With all of this present, it is no surprise that all of the main characters have some form of social anxiety or inability to connect with others. This goes beyond just the narrator. Every main character who plays in the OASIS and even the creator of the OASIS prefer talking through the game where they can alter their voice, appearance, and name rather than in real life. This fuels another stereotype, that gamers are antisocial and have trouble interacting with other humans. Cline does not seem to use subtle language in his narrative, because the narrator expresses this characteristic blatantly, just like his preference for virtual reality. I’m not suggesting that the characters need to be exaggerated social butterflies, but it doesn’t feel good to see so many of them blatantly and consistently validate the extreme introvert image.

Being a dystopian future, Cline decided that food should be scarce. That makes perfect sense, but it makes much less sense to have every character be overweight another gamer stereotype. The only character not overweight is Daito, but he’s from Japan. All the Americans represented in the story range from slightly overweight to borderline obese. Thought Cline never explicitly talks about this part of the characters, the implicit commentary is still loud and clear. The successful, dedicated gamer looks like this, and the consistent application of the stereotype gives the reader no reason to think any other possibility exists. This loops back to the same base issue that many other points here raise: the presented gamer is too narrowly defined and dependent on stereotypes to accurately portray the gaming community as a whole.

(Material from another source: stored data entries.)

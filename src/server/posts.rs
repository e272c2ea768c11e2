use axum::extract::{Form, Path, State};
use axum::http::StatusCode;
use axum::response::{Html, IntoResponse, Redirect, Response};
use axum::Extension;
use minijinja::{Value, context};
use serde::Deserialize;

use super::auth::CurrentUser;
use super::template::render;
use crate::content::{PostSummary, UserProfile};
use crate::repository::{NewPost, StoreError};
use crate::state::AppState;

#[derive(Deserialize)]
pub struct PostForm {
    pub title: String,
    pub content: String,
}

impl PostForm {
    /// 标题和内容去除首尾空白后都不能为空
    fn validated(&self) -> Option<(&str, &str)> {
        let title = self.title.trim();
        let content = self.content.trim();
        (!title.is_empty() && !content.is_empty()).then_some((title, content))
    }
}

fn render_page(state: &AppState, current: &CurrentUser, name: &str, extra: Value) -> Response {
    let ctx = context! {
        site_title => &state.config.site.title,
        user => &current.0,
        is_editor => current.is_editor(),
        ..extra
    };
    match render(&state.templates, name, ctx) {
        Ok(html) => Html(html).into_response(),
        Err(e) => {
            tracing::error!("{e:#}");
            (StatusCode::INTERNAL_SERVER_ERROR, "模板渲染失败").into_response()
        }
    }
}

fn store_failure(action: &str, e: StoreError) -> Response {
    tracing::error!("{action}失败: {e}");
    (StatusCode::INTERNAL_SERVER_ERROR, format!("{action}失败，请稍后再试")).into_response()
}

fn not_found() -> Response {
    (StatusCode::NOT_FOUND, "文章不存在").into_response()
}

fn missing_fields() -> Response {
    (StatusCode::BAD_REQUEST, "请填写标题和内容").into_response()
}

/// 首页：全部文章按创建时间倒序，正文截断为摘要
pub async fn list_posts(
    State(state): State<AppState>,
    Extension(current): Extension<CurrentUser>,
) -> Response {
    let posts = match state.posts.list().await {
        Ok(posts) => posts,
        Err(e) => return store_failure("加载文章列表", e),
    };

    let listing = &state.config.listing;
    let summaries: Vec<PostSummary> = posts
        .iter()
        .map(|post| PostSummary::from_post(post, listing.excerpt_length, &listing.date_format))
        .collect();

    render_page(&state, &current, "index.html", context! { posts => summaries })
}

/// 详情页直接渲染完整正文，不经过截断
pub async fn show_post(
    State(state): State<AppState>,
    Extension(current): Extension<CurrentUser>,
    Path(id): Path<String>,
) -> Response {
    let post = match state.posts.get(&id).await {
        Ok(Some(post)) => post,
        Ok(None) => return not_found(),
        Err(e) => return store_failure("加载文章", e),
    };

    let created_at = post.created_at.format(&state.config.listing.date_format).to_string();
    render_page(
        &state,
        &current,
        "post.html",
        context! { post => post, created_at => created_at },
    )
}

pub async fn new_post_page(
    State(state): State<AppState>,
    Extension(current): Extension<CurrentUser>,
) -> Response {
    let ctx = context! {
        is_edit => false,
        action => "/posts/new",
        title => "",
        content => "",
    };
    render_page(&state, &current, "form.html", ctx)
}

pub async fn create_post(
    State(state): State<AppState>,
    Extension(editor): Extension<UserProfile>,
    Form(form): Form<PostForm>,
) -> Response {
    let Some((title, content)) = form.validated() else {
        return missing_fields();
    };

    let new_post = NewPost {
        title,
        content,
        author_id: &editor.id,
        author_name: &editor.display_name,
        author_email: &editor.email,
    };

    match state.posts.create(&new_post).await {
        Ok(id) => {
            tracing::info!(post_id = %id, author = %editor.email, "文章已发布");
            Redirect::to("/").into_response()
        }
        Err(e) => store_failure("发布文章", e),
    }
}

pub async fn edit_post_page(
    State(state): State<AppState>,
    Extension(current): Extension<CurrentUser>,
    Path(id): Path<String>,
) -> Response {
    let post = match state.posts.get(&id).await {
        Ok(Some(post)) => post,
        Ok(None) => return not_found(),
        Err(e) => return store_failure("加载文章", e),
    };

    let ctx = context! {
        is_edit => true,
        action => format!("/posts/{}/edit", post.id),
        title => post.title,
        content => post.content,
    };
    render_page(&state, &current, "form.html", ctx)
}

pub async fn update_post(
    State(state): State<AppState>,
    Path(id): Path<String>,
    Form(form): Form<PostForm>,
) -> Response {
    let Some((title, content)) = form.validated() else {
        return missing_fields();
    };

    match state.posts.update(&id, title, content).await {
        Ok(()) => {
            tracing::info!(post_id = %id, "文章已更新");
            Redirect::to(&format!("/posts/{id}")).into_response()
        }
        Err(StoreError::NotFound(_)) => not_found(),
        Err(e) => store_failure("更新文章", e),
    }
}

pub async fn delete_post(State(state): State<AppState>, Path(id): Path<String>) -> Response {
    match state.posts.delete(&id).await {
        Ok(()) => {
            tracing::info!(post_id = %id, "文章已删除");
            Redirect::to("/").into_response()
        }
        Err(StoreError::NotFound(_)) => not_found(),
        Err(e) => store_failure("删除文章", e),
    }
}
use axum::middleware;
use axum::routing::{get, post};
use axum::Router;

use crate::state::AppState;

pub mod auth;
pub mod cleanup;
pub mod health;
pub mod posts;
pub mod template;

pub fn router(state: AppState) -> Router {
    // 读者可访问的路由
    let public_routes = Router::new()
        .route("/", get(posts::list_posts))
        .route("/posts/{id}", get(posts::show_post))
        .route("/login", get(auth::login_page).post(auth::login_submit))
        .route("/register", get(auth::register_page).post(auth::register_submit))
        .route("/logout", post(auth::logout))
        .route("/health", get(health::health_check));

    // 仅编辑可访问的路由
    let editor_routes = Router::new()
        .route("/posts/new", get(posts::new_post_page).post(posts::create_post))
        .route("/posts/{id}/edit", get(posts::edit_post_page).post(posts::update_post))
        .route("/posts/{id}/delete", post(posts::delete_post))
        .route_layer(middleware::from_fn_with_state(state.clone(), auth::require_editor));

    Router::new()
        .merge(public_routes)
        .merge(editor_routes)
        .layer(middleware::from_fn_with_state(state.clone(), auth::session))
        .with_state(state)
}

#[cfg(test)]
mod tests {
    use super::*;
    use crate::config::BlogConfig;
    use crate::content::Role;
    use crate::repository::{memory_pool, NewPost};
    use axum::body::Body;
    use axum::http::{header, Request, StatusCode};
    use axum::response::Response;
    use tower::ServiceExt;

    async fn test_state() -> AppState {
        AppState::with_pool(memory_pool().await, BlogConfig::default())
            .await
            .unwrap()
    }

    async fn session_cookie_for(state: &AppState, email: &str, role: Role) -> String {
        let id = state.profiles.create(email, "Tester", "unused", role).await.unwrap();
        let (token, _) = auth::create_jwt(&id, email, &state.jwt_secret, "1h").unwrap();
        format!("{}={token}", state.config.auth.session_name)
    }

    async fn seed_post(state: &AppState, title: &str, content: &str) -> String {
        state
            .posts
            .create(&NewPost {
                title,
                content,
                author_id: "u1",
                author_name: "Ada",
                author_email: "ada@example.com",
            })
            .await
            .unwrap()
    }

    async fn send(state: &AppState, req: Request<Body>) -> Response {
        router(state.clone()).oneshot(req).await.unwrap()
    }

    fn get(uri: &str, cookie: Option<&str>) -> Request<Body> {
        let mut builder = Request::builder().uri(uri);
        if let Some(cookie) = cookie {
            builder = builder.header(header::COOKIE, cookie);
        }
        builder.body(Body::empty()).unwrap()
    }

    fn form(uri: &str, cookie: Option<&str>, body: &str) -> Request<Body> {
        let mut builder = Request::builder()
            .method("POST")
            .uri(uri)
            .header(header::CONTENT_TYPE, "application/x-www-form-urlencoded");
        if let Some(cookie) = cookie {
            builder = builder.header(header::COOKIE, cookie);
        }
        builder.body(Body::from(body.to_owned())).unwrap()
    }

    async fn body_text(resp: Response) -> String {
        let bytes = axum::body::to_bytes(resp.into_body(), usize::MAX).await.unwrap();
        String::from_utf8(bytes.to_vec()).unwrap()
    }

    fn location(resp: &Response) -> &str {
        resp.headers()[header::LOCATION].to_str().unwrap()
    }

    #[tokio::test]
    async fn index_shows_truncated_excerpts() {
        let state = test_state().await;
        let long = format!("<p>{}</p>", "Every day is a good day to write. ".repeat(30));
        let long_id = seed_post(&state, "Long", &long).await;
        seed_post(&state, "Short", "<p>Tiny post.</p>").await;

        let resp = send(&state, get("/", None)).await;
        assert_eq!(resp.status(), StatusCode::OK);
        let html = body_text(resp).await;
        assert!(html.contains("<p>Tiny post.</p>"));
        assert!(html.contains(&format!("href=\"/posts/{long_id}\">阅读全文")));
        assert_eq!(html.matches("阅读全文").count(), 1);
        assert!(!html.contains(&long));
    }

    #[tokio::test]
    async fn detail_renders_full_content() {
        let state = test_state().await;
        let long = format!("<p>{}</p>", "Every day is a good day to write. ".repeat(30));
        let id = seed_post(&state, "Long", &long).await;

        let html = body_text(send(&state, get(&format!("/posts/{id}"), None)).await).await;
        assert!(html.contains(&long));
        assert!(!html.contains("/delete"));

        let resp = send(&state, get("/posts/does-not-exist", None)).await;
        assert_eq!(resp.status(), StatusCode::NOT_FOUND);
    }

    #[tokio::test]
    async fn editor_routes_require_login() {
        let state = test_state().await;
        let resp = send(&state, get("/posts/new", None)).await;
        assert!(resp.status().is_redirection());
        assert_eq!(location(&resp), "/login");
    }

    #[tokio::test]
    async fn readers_cannot_manage_posts() {
        let state = test_state().await;
        let cookie = session_cookie_for(&state, "reader@example.com", Role::Reader).await;
        let id = seed_post(&state, "Keep", "<p>Keep me.</p>").await;

        let resp = send(&state, form("/posts/new", Some(&cookie), "title=a&content=b")).await;
        assert_eq!(resp.status(), StatusCode::FORBIDDEN);

        let resp = send(&state, form(&format!("/posts/{id}/delete"), Some(&cookie), "")).await;
        assert_eq!(resp.status(), StatusCode::FORBIDDEN);
        assert!(state.posts.get(&id).await.unwrap().is_some());
    }

    #[tokio::test]
    async fn editor_can_create_edit_and_delete() {
        let state = test_state().await;
        let cookie = session_cookie_for(&state, "editor@example.com", Role::Editor).await;

        let resp = send(
            &state,
            form(
                "/posts/new",
                Some(&cookie),
                "title=+Hello+&content=%3Cp%3EFirst+post%3C%2Fp%3E",
            ),
        )
        .await;
        assert!(resp.status().is_redirection());

        let posts = state.posts.list().await.unwrap();
        assert_eq!(posts.len(), 1);
        let post = &posts[0];
        assert_eq!(post.title, "Hello");
        assert_eq!(post.content, "<p>First post</p>");
        assert_eq!(post.author_email, "editor@example.com");

        let html = body_text(send(&state, get(&format!("/posts/{}", post.id), Some(&cookie))).await).await;
        assert!(html.contains(&format!("/posts/{}/delete", post.id)));

        let resp = send(
            &state,
            form(&format!("/posts/{}/edit", post.id), Some(&cookie), "title=Updated&content=x"),
        )
        .await;
        assert_eq!(location(&resp), format!("/posts/{}", post.id));
        assert_eq!(state.posts.get(&post.id).await.unwrap().unwrap().title, "Updated");

        let resp = send(&state, form(&format!("/posts/{}/delete", post.id), Some(&cookie), "")).await;
        assert_eq!(location(&resp), "/");
        assert!(state.posts.list().await.unwrap().is_empty());

        let resp = send(&state, form(&format!("/posts/{}/delete", post.id), Some(&cookie), "")).await;
        assert_eq!(resp.status(), StatusCode::NOT_FOUND);
    }

    #[tokio::test]
    async fn blank_fields_are_rejected() {
        let state = test_state().await;
        let cookie = session_cookie_for(&state, "editor@example.com", Role::Editor).await;
        let resp = send(&state, form("/posts/new", Some(&cookie), "title=+++&content=body")).await;
        assert_eq!(resp.status(), StatusCode::BAD_REQUEST);
        assert!(state.posts.list().await.unwrap().is_empty());
    }

    #[tokio::test]
    async fn revoked_session_is_anonymous() {
        let state = test_state().await;
        let cookie = session_cookie_for(&state, "editor@example.com", Role::Editor).await;

        let resp = send(&state, form("/logout", Some(&cookie), "")).await;
        assert!(resp.status().is_redirection());
        let cleared = resp.headers()[header::SET_COOKIE].to_str().unwrap();
        assert!(cleared.contains("Max-Age=0"));

        let resp = send(&state, get("/posts/new", Some(&cookie))).await;
        assert_eq!(location(&resp), "/login");
    }

    #[tokio::test]
    async fn registration_signs_in_as_reader() {
        let state = test_state().await;
        let mut events = state.identity_events.subscribe();

        let resp = send(
            &state,
            form(
                "/register",
                None,
                "email=new%40example.com&display_name=Newbie&password=long-enough",
            ),
        )
        .await;
        assert!(resp.status().is_redirection());
        assert!(resp.headers().contains_key(header::SET_COOKIE));

        let profile = state.profiles.find_by_email("new@example.com").await.unwrap().unwrap();
        assert_eq!(profile.role, Role::Reader);
        assert!(matches!(
            events.try_recv(),
            Ok(crate::identity::IdentityEvent::Registered { .. })
        ));

        let resp = send(
            &state,
            form(
                "/register",
                None,
                "email=new%40example.com&display_name=Again&password=long-enough",
            ),
        )
        .await;
        assert_eq!(resp.status(), StatusCode::CONFLICT);
    }

    #[tokio::test]
    async fn failed_logins_are_rate_limited() {
        let state = test_state().await;
        for _ in 0..5 {
            let resp = send(&state, form("/login", None, "email=x%40example.com&password=nope")).await;
            assert_eq!(location(&resp), "/login?error=1");
        }
        let resp = send(&state, form("/login", None, "email=x%40example.com&password=nope")).await;
        assert_eq!(resp.status(), StatusCode::TOO_MANY_REQUESTS);
    }

    #[tokio::test]
    async fn health_reports_database() {
        let state = test_state().await;
        let body = body_text(send(&state, get("/health", None)).await).await;
        let json: serde_json::Value = serde_json::from_str(&body).unwrap();
        assert_eq!(json["status"], "ok");
        assert_eq!(json["database"], "connected");
    }
}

This indirect commentary manifests more clearly in the associated media that each main character enjoys. They all enjoy cult classics from the 1980s in the fields of cinema, anime, comic books, music, and video games. This makes sense within the narrative because the competition they all compete in demands this knowledge. There’s never mention, though, of anyone possessing an interest in anything else. The complete scope of their interests rests within this geek culture. The underlying messages proclaim that these gamers either cannot or do not want to involve themselves in other pursuits. This adds an odd dimension to the gamer definition promoted in the book. This is perhaps the most obvious example to a modern gamer that this book contains very specific characters that are defined as gamers, but I hesitate to think that a non-gamer would understand this nuance.

To be clear, this isn’t a book review. The book itself is enjoyable enough to read. I just don’t like the consequences of this story being provided to the masses. This had the potential to be a force that updated the image of the gamer to the masses, but it instead relied entirely on old tropes. In the end, Halliday suggests some of these ideas may be off-base, but it was done so in a poor way that didn’t really counteract any of the points that the narrative cemented (if that was even the purpose of this character’s change of heart). Perhaps, in emphasizing 1980s culture so heavily in the book, Cline also kept the public imagery of a 1980s gamer in his character.